Education/Training, TPC Alumni
By Kelly Thompson
Kristen Schmidt, an e-learning Instructional Designer, is currently working for Trinity Health, in Farmington Hills, Michigan. Trinity Health is a company that will help out the less fortunate with things such as health insurance, and they own and manage several health care facilities, out of Grand Rapids, Michigan.
Kristen graduated from Ferris State University in 2005, with a bachelor’s degree in Technical and Professional Communication, although that wasn’t exactly how she planned it from the start.
Originally when she came to FSU, Kristen’s plan was to become a dental hygienist, but after taking some classes toward the degree, realized it was not for her. Soon after, she started taking some advertising classes. Later, she met Sandy Balkema, discussed the Technical and Professional Communication program with her, and decided it would be a good fit for her, considering her strength in writing.
The track Kristen chose for her major was a non-traditional one. Kristen realized she was into the instructional design and training aspect of technical communication. So, she took more classes in printing and publishing software, such as Adobe InDesign and Adobe Flash.
Right before she graduated, she found a job at Manatron, a company in Portage, Michigan. After graduation, she worked there for about ten months, strictly doing technical writing.
She then decided it was time to further her education and work on a master’s degree in Technical and Communication from Lawrence Technical University. She received her master’s degree there in 2008. It was during her time at Lawrence Tech that she met her current boss who helped her obtain the job she has today at Trinity Health.

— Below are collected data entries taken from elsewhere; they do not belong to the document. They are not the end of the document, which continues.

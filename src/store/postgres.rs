//! Postgres-backed collaborators.

use anyhow::{Context, Result, anyhow};
use async_trait::async_trait;
use rand::{RngCore, rngs::OsRng};
use sha2::{Digest, Sha256};
use sqlx::{PgPool, Row};
use std::collections::BTreeSet;
use tracing::{Instrument, info_span};
use uuid::Uuid;

use crate::access::{Capability, Grant, Subject};
use crate::accounts::models::{Account, ConfirmationState};

use super::{AccountStore, CreateOutcome, CredentialStore, GrantStore};

/// Create the account tables when they do not exist yet.
///
/// # Errors
///
/// Returns an error when any DDL statement fails.
pub async fn ensure_schema(pool: &PgPool) -> Result<()> {
    let statements = [
        r"
        CREATE TABLE IF NOT EXISTS accounts (
            id UUID PRIMARY KEY,
            email TEXT NOT NULL UNIQUE,
            first_name TEXT,
            last_name TEXT,
            roles TEXT[] NOT NULL DEFAULT '{}',
            is_confirmed BOOLEAN NOT NULL DEFAULT FALSE,
            created_at TIMESTAMPTZ NOT NULL,
            last_login_at TIMESTAMPTZ
        )",
        r"
        CREATE TABLE IF NOT EXISTS account_credentials (
            account_id UUID PRIMARY KEY REFERENCES accounts(id),
            salt BYTEA NOT NULL,
            digest BYTEA NOT NULL
        )",
        r"
        CREATE TABLE IF NOT EXISTS account_grants (
            subject_key TEXT NOT NULL,
            resource_key TEXT NOT NULL,
            capability TEXT NOT NULL,
            PRIMARY KEY (subject_key, resource_key, capability)
        )",
    ];

    for statement in statements {
        sqlx::query(statement)
            .execute(pool)
            .await
            .context("failed to ensure account schema")?;
    }

    Ok(())
}

fn is_unique_violation(err: &sqlx::Error) -> bool {
    match err {
        sqlx::Error::Database(db_err) => db_err.code().is_some_and(|code| code.as_ref() == "23505"),
        _ => false,
    }
}

fn account_from_row(row: &sqlx::postgres::PgRow) -> Account {
    let roles: Vec<String> = row.get("roles");
    let is_confirmed: bool = row.get("is_confirmed");
    Account {
        id: row.get("id"),
        email: row.get("email"),
        first_name: row.get("first_name"),
        last_name: row.get("last_name"),
        roles: roles.into_iter().collect(),
        confirmation: if is_confirmed {
            ConfirmationState::Confirmed
        } else {
            ConfirmationState::Unconfirmed
        },
        created_at: row.get("created_at"),
        last_login_at: row.get("last_login_at"),
    }
}

pub struct PostgresAccountStore {
    pool: PgPool,
}

impl PostgresAccountStore {
    #[must_use]
    pub fn new(pool: PgPool) -> Self {
        Self { pool }
    }
}

#[async_trait]
impl AccountStore for PostgresAccountStore {
    async fn create(&self, account: Account) -> Result<CreateOutcome> {
        let query = r"
            INSERT INTO accounts
                (id, email, first_name, last_name, roles, is_confirmed, created_at, last_login_at)
            VALUES ($1, $2, $3, $4, $5, $6, $7, $8)
        ";
        let span = info_span!(
            "db.query",
            db.system = "postgresql",
            db.operation = "INSERT",
            db.statement = query
        );
        let roles: Vec<String> = account.roles.iter().cloned().collect();
        let result = sqlx::query(query)
            .bind(account.id)
            .bind(&account.email)
            .bind(&account.first_name)
            .bind(&account.last_name)
            .bind(&roles)
            .bind(account.is_confirmed())
            .bind(account.created_at)
            .bind(account.last_login_at)
            .execute(&self.pool)
            .instrument(span)
            .await;

        match result {
            Ok(_) => Ok(CreateOutcome::Created),
            Err(err) if is_unique_violation(&err) => Ok(CreateOutcome::Conflict),
            Err(err) => Err(err).context("failed to insert account"),
        }
    }

    async fn find_by_id(&self, id: Uuid) -> Result<Option<Account>> {
        let query = "SELECT * FROM accounts WHERE id = $1";
        let span = info_span!(
            "db.query",
            db.system = "postgresql",
            db.operation = "SELECT",
            db.statement = query
        );
        let row = sqlx::query(query)
            .bind(id)
            .fetch_optional(&self.pool)
            .instrument(span)
            .await
            .context("failed to look up account by id")?;

        Ok(row.as_ref().map(account_from_row))
    }

    async fn find_by_email(&self, email: &str) -> Result<Option<Account>> {
        let query = "SELECT * FROM accounts WHERE email = $1";
        let span = info_span!(
            "db.query",
            db.system = "postgresql",
            db.operation = "SELECT",
            db.statement = query
        );
        let row = sqlx::query(query)
            .bind(email)
            .fetch_optional(&self.pool)
            .instrument(span)
            .await
            .context("failed to look up account by email")?;

        Ok(row.as_ref().map(account_from_row))
    }

    async fn save(&self, account: &Account) -> Result<()> {
        let query = r"
            UPDATE accounts
            SET first_name = $2,
                last_name = $3,
                roles = $4,
                is_confirmed = $5,
                last_login_at = $6
            WHERE id = $1
        ";
        let span = info_span!(
            "db.query",
            db.system = "postgresql",
            db.operation = "UPDATE",
            db.statement = query
        );
        let roles: Vec<String> = account.roles.iter().cloned().collect();
        let result = sqlx::query(query)
            .bind(account.id)
            .bind(&account.first_name)
            .bind(&account.last_name)
            .bind(&roles)
            .bind(account.is_confirmed())
            .bind(account.last_login_at)
            .execute(&self.pool)
            .instrument(span)
            .await
            .context("failed to save account")?;

        if result.rows_affected() == 0 {
            return Err(anyhow!("unknown account id: {}", account.id));
        }

        Ok(())
    }
}

fn credential_digest(salt: &[u8], password: &str) -> Vec<u8> {
    let mut hasher = Sha256::new();
    hasher.update(salt);
    hasher.update(password.as_bytes());
    hasher.finalize().to_vec()
}

pub struct PostgresCredentialStore {
    pool: PgPool,
}

impl PostgresCredentialStore {
    #[must_use]
    pub fn new(pool: PgPool) -> Self {
        Self { pool }
    }
}

#[async_trait]
impl CredentialStore for PostgresCredentialStore {
    async fn register(&self, account_id: Uuid, password: &str) -> Result<()> {
        let mut salt = [0u8; 16];
        OsRng.fill_bytes(&mut salt);

        let query = r"
            INSERT INTO account_credentials (account_id, salt, digest)
            VALUES ($1, $2, $3)
            ON CONFLICT (account_id) DO UPDATE SET salt = $2, digest = $3
        ";
        let span = info_span!(
            "db.query",
            db.system = "postgresql",
            db.operation = "INSERT",
            db.statement = query
        );
        sqlx::query(query)
            .bind(account_id)
            .bind(salt.as_slice())
            .bind(credential_digest(&salt, password))
            .execute(&self.pool)
            .instrument(span)
            .await
            .context("failed to register credential")?;

        Ok(())
    }

    async fn set_password(&self, account_id: Uuid, new_password: &str) -> Result<()> {
        let mut salt = [0u8; 16];
        OsRng.fill_bytes(&mut salt);

        let query = r"
            UPDATE account_credentials
            SET salt = $2, digest = $3
            WHERE account_id = $1
        ";
        let span = info_span!(
            "db.query",
            db.system = "postgresql",
            db.operation = "UPDATE",
            db.statement = query
        );
        let result = sqlx::query(query)
            .bind(account_id)
            .bind(salt.as_slice())
            .bind(credential_digest(&salt, new_password))
            .execute(&self.pool)
            .instrument(span)
            .await
            .context("failed to set credential")?;

        if result.rows_affected() == 0 {
            return Err(anyhow!("no credential for account: {account_id}"));
        }

        Ok(())
    }

    async fn authenticate(&self, account_id: Uuid, password: &str) -> Result<bool> {
        let query = "SELECT salt, digest FROM account_credentials WHERE account_id = $1";
        let span = info_span!(
            "db.query",
            db.system = "postgresql",
            db.operation = "SELECT",
            db.statement = query
        );
        let row = sqlx::query(query)
            .bind(account_id)
            .fetch_optional(&self.pool)
            .instrument(span)
            .await
            .context("failed to load credential")?;

        Ok(row.is_some_and(|row| {
            let salt: Vec<u8> = row.get("salt");
            let digest: Vec<u8> = row.get("digest");
            credential_digest(&salt, password) == digest
        }))
    }
}

fn capability_as_str(capability: Capability) -> &'static str {
    match capability {
        Capability::Read => "read",
        Capability::Write => "write",
        Capability::Delete => "delete",
    }
}

fn parse_capability(value: &str) -> Result<Capability> {
    match value {
        "read" => Ok(Capability::Read),
        "write" => Ok(Capability::Write),
        "delete" => Ok(Capability::Delete),
        other => Err(anyhow!("unknown capability: {other}")),
    }
}

fn parse_subject(key: &str) -> Result<Subject> {
    if let Some(id) = key.strip_prefix("account:") {
        return Ok(Subject::Account(
            Uuid::parse_str(id).context("invalid account subject key")?,
        ));
    }
    if let Some(role) = key.strip_prefix("role:") {
        return Ok(Subject::Role(role.to_string()));
    }
    Err(anyhow!("unknown subject key: {key}"))
}

pub struct PostgresGrantStore {
    pool: PgPool,
}

impl PostgresGrantStore {
    #[must_use]
    pub fn new(pool: PgPool) -> Self {
        Self { pool }
    }
}

#[async_trait]
impl GrantStore for PostgresGrantStore {
    async fn grant(
        &self,
        subject: Subject,
        resource: &str,
        capabilities: BTreeSet<Capability>,
    ) -> Result<()> {
        // One row per capability; the conflict clause makes re-grants no-ops.
        let query = r"
            INSERT INTO account_grants (subject_key, resource_key, capability)
            VALUES ($1, $2, $3)
            ON CONFLICT DO NOTHING
        ";
        for capability in capabilities {
            let span = info_span!(
                "db.query",
                db.system = "postgresql",
                db.operation = "INSERT",
                db.statement = query
            );
            sqlx::query(query)
                .bind(subject.key())
                .bind(resource)
                .bind(capability_as_str(capability))
                .execute(&self.pool)
                .instrument(span)
                .await
                .context("failed to insert grant")?;
        }

        Ok(())
    }

    async fn grants_for(&self, resource: &str) -> Result<Vec<Grant>> {
        let query = r"
            SELECT subject_key, capability
            FROM account_grants
            WHERE resource_key = $1
            ORDER BY subject_key
        ";
        let span = info_span!(
            "db.query",
            db.system = "postgresql",
            db.operation = "SELECT",
            db.statement = query
        );
        let rows = sqlx::query(query)
            .bind(resource)
            .fetch_all(&self.pool)
            .instrument(span)
            .await
            .context("failed to load grants")?;

        let mut grants: Vec<Grant> = Vec::new();
        for row in rows {
            let subject_key: String = row.get("subject_key");
            let capability: String = row.get("capability");
            let subject = parse_subject(&subject_key)?;
            let capability = parse_capability(&capability)?;

            if let Some(grant) = grants.iter_mut().find(|grant| grant.subject == subject) {
                grant.capabilities.insert(capability);
            } else {
                grants.push(Grant {
                    subject,
                    resource: resource.to_string(),
                    capabilities: BTreeSet::from([capability]),
                });
            }
        }

        Ok(grants)
    }
}

#[cfg(test)]
mod tests {
    use super::*;

    #[test]
    fn subject_keys_round_trip() -> Result<()> {
        let id = Uuid::new_v4();
        assert_eq!(
            parse_subject(&Subject::Account(id).key())?,
            Subject::Account(id)
        );
        assert_eq!(
            parse_subject(&Subject::Role("admin".to_string()).key())?,
            Subject::Role("admin".to_string())
        );
        assert!(parse_subject("bogus").is_err());
        assert!(parse_subject("account:not-a-uuid").is_err());
        Ok(())
    }

    #[test]
    fn capabilities_round_trip() -> Result<()> {
        for capability in [Capability::Read, Capability::Write, Capability::Delete] {
            assert_eq!(parse_capability(capability_as_str(capability))?, capability);
        }
        assert!(parse_capability("admin").is_err());
        Ok(())
    }

    #[test]
    fn credential_digest_depends_on_salt_and_password() {
        let first = credential_digest(b"salt-a", "pw");
        assert_eq!(first, credential_digest(b"salt-a", "pw"));
        assert_ne!(first, credential_digest(b"salt-b", "pw"));
        assert_ne!(first, credential_digest(b"salt-a", "other"));
    }
}
//! Persistence collaborators.
//!
//! The orchestrators only see these traits; consistency guarantees belong to
//! the implementations. `memory` backs tests and local dev, `postgres` is the
//! production store. At minimum an implementation provides read-your-writes
//! on a single account id.

use anyhow::Result;
use async_trait::async_trait;
use std::collections::BTreeSet;
use uuid::Uuid;

use crate::access::{Capability, Grant, Subject};
use crate::accounts::models::Account;

pub mod memory;
pub mod postgres;

/// Result of attempting to persist a new account.
#[derive(Debug, PartialEq, Eq)]
pub enum CreateOutcome {
    Created,
    /// An account with the same email already exists.
    Conflict,
}

#[async_trait]
pub trait AccountStore: Send + Sync {
    async fn create(&self, account: Account) -> Result<CreateOutcome>;
    async fn find_by_id(&self, id: Uuid) -> Result<Option<Account>>;
    async fn find_by_email(&self, email: &str) -> Result<Option<Account>>;
    async fn save(&self, account: &Account) -> Result<()>;
}

/// Credential sub-contract. Hashing scheme and storage are delegated here;
/// raw passwords never persist and hashes never leave the store.
#[async_trait]
pub trait CredentialStore: Send + Sync {
    async fn register(&self, account_id: Uuid, password: &str) -> Result<()>;
    async fn set_password(&self, account_id: Uuid, new_password: &str) -> Result<()>;
    async fn authenticate(&self, account_id: Uuid, password: &str) -> Result<bool>;
}

/// Grant storage. `grant` is idempotent: granting the same triple twice has
/// no additional effect.
#[async_trait]
pub trait GrantStore: Send + Sync {
    async fn grant(
        &self,
        subject: Subject,
        resource: &str,
        capabilities: BTreeSet<Capability>,
    ) -> Result<()>;

    async fn grants_for(&self, resource: &str) -> Result<Vec<Grant>>;
}
use akonto::cli::{actions, actions::Action, start, telemetry};
use anyhow::Result;

#[tokio::main]
async fn main() -> Result<()> {
    // Start the program
    let action = start()?;

    // Handle the action
    match action {
        Action::Server { .. } => actions::server::handle(action).await?,
    }

    telemetry::shutdown_tracer();

    Ok(())
}
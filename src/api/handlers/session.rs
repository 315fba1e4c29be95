//! In-memory session store and cookie plumbing.
//!
//! The raw token travels to the client once, in the cookie; only its SHA-256
//! digest is kept server-side. Expired entries are evicted opportunistically
//! on every lookup and insert.

use axum::http::{
    HeaderMap, HeaderValue,
    header::{AUTHORIZATION, COOKIE, InvalidHeaderValue},
};
use base64::{Engine, engine::general_purpose::URL_SAFE_NO_PAD};
use rand::{RngCore, rngs::OsRng};
use sha2::{Digest, Sha256};
use std::collections::HashMap;
use std::time::{Duration, Instant};
use tokio::sync::Mutex;
use uuid::Uuid;

const SESSION_COOKIE_NAME: &str = "akonto_session";

pub fn hash_session_token(token: &str) -> String {
    let mut hasher = Sha256::new();
    hasher.update(token.as_bytes());
    hex::encode(hasher.finalize())
}

struct SessionEntry {
    account_id: Uuid,
    expires_at: Instant,
}

pub struct SessionStore {
    ttl: Duration,
    cookie_secure: bool,
    sessions: Mutex<HashMap<String, SessionEntry>>,
}

impl SessionStore {
    #[must_use]
    pub fn new(ttl: Duration, cookie_secure: bool) -> Self {
        Self {
            ttl,
            cookie_secure,
            sessions: Mutex::new(HashMap::new()),
        }
    }

    #[must_use]
    pub fn ttl_seconds(&self) -> u64 {
        self.ttl.as_secs()
    }

    /// Whether session cookies carry the `Secure` attribute.
    #[must_use]
    pub fn cookie_secure(&self) -> bool {
        self.cookie_secure
    }

    /// Create a session and return the raw token for the cookie.
    pub async fn create(&self, account_id: Uuid) -> String {
        let mut bytes = [0u8; 32];
        OsRng.fill_bytes(&mut bytes);
        let token = URL_SAFE_NO_PAD.encode(bytes);

        let now = Instant::now();
        let mut sessions = self.sessions.lock().await;
        sessions.retain(|_, entry| entry.expires_at > now);
        sessions.insert(
            hash_session_token(&token),
            SessionEntry {
                account_id,
                expires_at: now + self.ttl,
            },
        );
        token
    }

    /// Resolve a raw token to its account, evicting it when expired.
    pub async fn resolve(&self, token: &str) -> Option<Uuid> {
        let digest = hash_session_token(token);
        let now = Instant::now();
        let mut sessions = self.sessions.lock().await;
        sessions.retain(|_, entry| entry.expires_at > now);
        sessions.get(&digest).map(|entry| entry.account_id)
    }

    pub async fn revoke(&self, token: &str) {
        let digest = hash_session_token(token);
        self.sessions.lock().await.remove(&digest);
    }
}

/// Build a `HttpOnly` cookie carrying the session token.
pub fn session_cookie(
    token: &str,
    ttl_seconds: u64,
    secure: bool,
) -> Result<HeaderValue, InvalidHeaderValue> {
    let mut cookie = format!(
        "{SESSION_COOKIE_NAME}={token}; Path=/; HttpOnly; SameSite=Lax; Max-Age={ttl_seconds}"
    );
    if secure {
        cookie.push_str("; Secure");
    }
    HeaderValue::from_str(&cookie)
}

pub fn clear_session_cookie(secure: bool) -> Result<HeaderValue, InvalidHeaderValue> {
    let mut cookie = format!("{SESSION_COOKIE_NAME}=; Path=/; HttpOnly; SameSite=Lax; Max-Age=0");
    if secure {
        cookie.push_str("; Secure");
    }
    HeaderValue::from_str(&cookie)
}

/// Pull the session token from the cookie or an Authorization bearer header.
pub fn extract_session_token(headers: &HeaderMap) -> Option<String> {
    if let Some(token) = extract_bearer_token(headers) {
        return Some(token);
    }
    let header = headers.get(COOKIE)?;
    let value = header.to_str().ok()?;
    for pair in value.split(';') {
        let trimmed = pair.trim();
        let mut parts = trimmed.splitn(2, '=');
        let key = parts.next()?.trim();
        let val = parts.next()?.trim();
        if key == SESSION_COOKIE_NAME {
            return Some(val.to_string());
        }
    }
    None
}

fn extract_bearer_token(headers: &HeaderMap) -> Option<String> {
    let value = headers.get(AUTHORIZATION)?.to_str().ok()?;
    let trimmed = value.trim();
    let token = trimmed
        .strip_prefix("Bearer ")
        .or_else(|| trimmed.strip_prefix("bearer "))?
        .trim();
    if token.is_empty() {
        None
    } else {
        Some(token.to_string())
    }
}
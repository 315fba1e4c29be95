//! User account registration, confirmation and access service.
//!
//! The HTTP surface lives in [`api`]; the domain orchestrators in
//! [`accounts::service`]; tokens, grants, persistence and notification
//! dispatch in [`token`], [`access`], [`store`] and [`email`].

pub mod access;
pub mod accounts;
pub mod api;
pub mod cli;
pub mod email;
pub mod store;
pub mod token;

#[allow(clippy::doc_markdown, clippy::needless_raw_string_hashes)]
pub mod built_info {
    include!(concat!(env!("OUT_DIR"), "/built.rs"));
}

pub const GIT_COMMIT_HASH: &str = match built_info::GIT_COMMIT_HASH {
    Some(hash) => hash,
    None => "unknown",
};

pub static APP_USER_AGENT: &str = concat!(env!("CARGO_PKG_NAME"), "/", env!("CARGO_PKG_VERSION"),);

#[cfg(test)]
mod tests {
    use super::*;

    #[test]
    fn user_agent_carries_name_and_version() {
        assert!(APP_USER_AGENT.starts_with("akonto/"));
        assert!(APP_USER_AGENT.contains(env!("CARGO_PKG_VERSION")));
    }

    #[test]
    fn commit_hash_is_never_empty() {
        assert!(!GIT_COMMIT_HASH.is_empty());
    }
}
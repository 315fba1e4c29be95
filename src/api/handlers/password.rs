use axum::{
    Json,
    extract::Extension,
    http::{HeaderMap, StatusCode},
    response::IntoResponse,
};
use std::sync::Arc;
use tracing::instrument;

use crate::accounts::service::AccountService;

use super::{
    error_response,
    session::{SessionStore, extract_session_token},
    types::{ChangePasswordRequest, ForgotPasswordRequest, ResetPasswordRequest},
};

#[utoipa::path(
    post,
    path = "/v1/accounts/reset-password-request",
    request_body = ForgotPasswordRequest,
    responses(
        (status = 204, description = "Reset token sent"),
        (status = 400, description = "Password reset is not enabled"),
        (status = 404, description = "Unknown email"),
        (status = 500, description = "Store or notification failure")
    ),
    tag = "accounts"
)]
#[instrument(skip(service, payload))]
pub async fn reset_password_request(
    service: Extension<Arc<AccountService>>,
    payload: Option<Json<ForgotPasswordRequest>>,
) -> impl IntoResponse {
    let Some(Json(request)) = payload else {
        return (StatusCode::BAD_REQUEST, "Missing payload".to_string()).into_response();
    };

    match service.reset_password_request(&request.email).await {
        Ok(()) => StatusCode::NO_CONTENT.into_response(),
        Err(err) => error_response(&err).into_response(),
    }
}

#[utoipa::path(
    post,
    path = "/v1/accounts/reset-password",
    request_body = ResetPasswordRequest,
    responses(
        (status = 204, description = "Password reset"),
        (status = 400, description = "Invalid or expired token"),
        (status = 404, description = "Token subject no longer exists"),
        (status = 500, description = "Store failure")
    ),
    tag = "accounts"
)]
#[instrument(skip(service, payload))]
pub async fn reset_password(
    service: Extension<Arc<AccountService>>,
    payload: Option<Json<ResetPasswordRequest>>,
) -> impl IntoResponse {
    let Some(Json(request)) = payload else {
        return (StatusCode::BAD_REQUEST, "Missing payload".to_string()).into_response();
    };

    match service.reset_password(&request.token, &request.password).await {
        Ok(()) => StatusCode::NO_CONTENT.into_response(),
        Err(err) => error_response(&err).into_response(),
    }
}

#[utoipa::path(
    post,
    path = "/v1/accounts/change-password",
    request_body = ChangePasswordRequest,
    responses(
        (status = 204, description = "Password changed"),
        (status = 403, description = "No active session or re-authentication failed"),
        (status = 500, description = "Store failure")
    ),
    tag = "accounts"
)]
#[instrument(skip(service, sessions, headers, payload))]
pub async fn change_password(
    headers: HeaderMap,
    service: Extension<Arc<AccountService>>,
    sessions: Extension<Arc<SessionStore>>,
    payload: Option<Json<ChangePasswordRequest>>,
) -> impl IntoResponse {
    let Some(Json(request)) = payload else {
        return (StatusCode::BAD_REQUEST, "Missing payload".to_string()).into_response();
    };

    let account_id = match resolve_session(&headers, &sessions).await {
        Some(id) => id,
        None => {
            return (StatusCode::FORBIDDEN, "No active session".to_string()).into_response();
        }
    };

    match service
        .change_password(account_id, &request.old_password, &request.new_password)
        .await
    {
        Ok(()) => StatusCode::NO_CONTENT.into_response(),
        Err(err) => error_response(&err).into_response(),
    }
}

pub(super) async fn resolve_session(
    headers: &HeaderMap,
    sessions: &SessionStore,
) -> Option<uuid::Uuid> {
    let token = extract_session_token(headers)?;
    sessions.resolve(&token).await
}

At Trinity Health, Kristen is in charge of designing the e-learning courses for computer applications. Her work there is exactly the work she was hoping to be doing after college. If there are any new applications, such as a new email system, that the company employees need to be trained to use, Kristen will design a web-based training course.
She says that most days there are meetings throughout the day where they focus on their needs analysis. It is during those meetings they discuss the who, what, when, where, why, and how of her projects. Every day she uses programs such as Adobe InDesign and Captivate. She mentioned that taking the page layout software classes at FSU were a huge help to her success as an Instructional Designer today. The course covered software called Aldus PageMaker, but she says the program is essentially still the same as InDesign. Captivate is another program Kristen uses. She described Captivate as a “souped up Power Point,” which allows her to create training courses without the Internet coding.
She said that, because of her familiarity with the computer programs from her FSU classes, she had little on-the-job training to complete. Instead her training has been more about what the company does and getting a feel for the company environment.
Currently, Kristen is also teaching night classes at Lawrence Technical University where she teaches English composition and technical writing. She alternates between the two classes each semester.
Her advice for future instructional designers is to get the training done in college. Her classes in programs, such as InDesign, were extremely helpful, and she says they were much cheaper as a college student. She said that a training course in software such as InDesign can cost up to a few thousand dollars outside of school settings. She mentions getting to know the computer design programs as being the biggest help.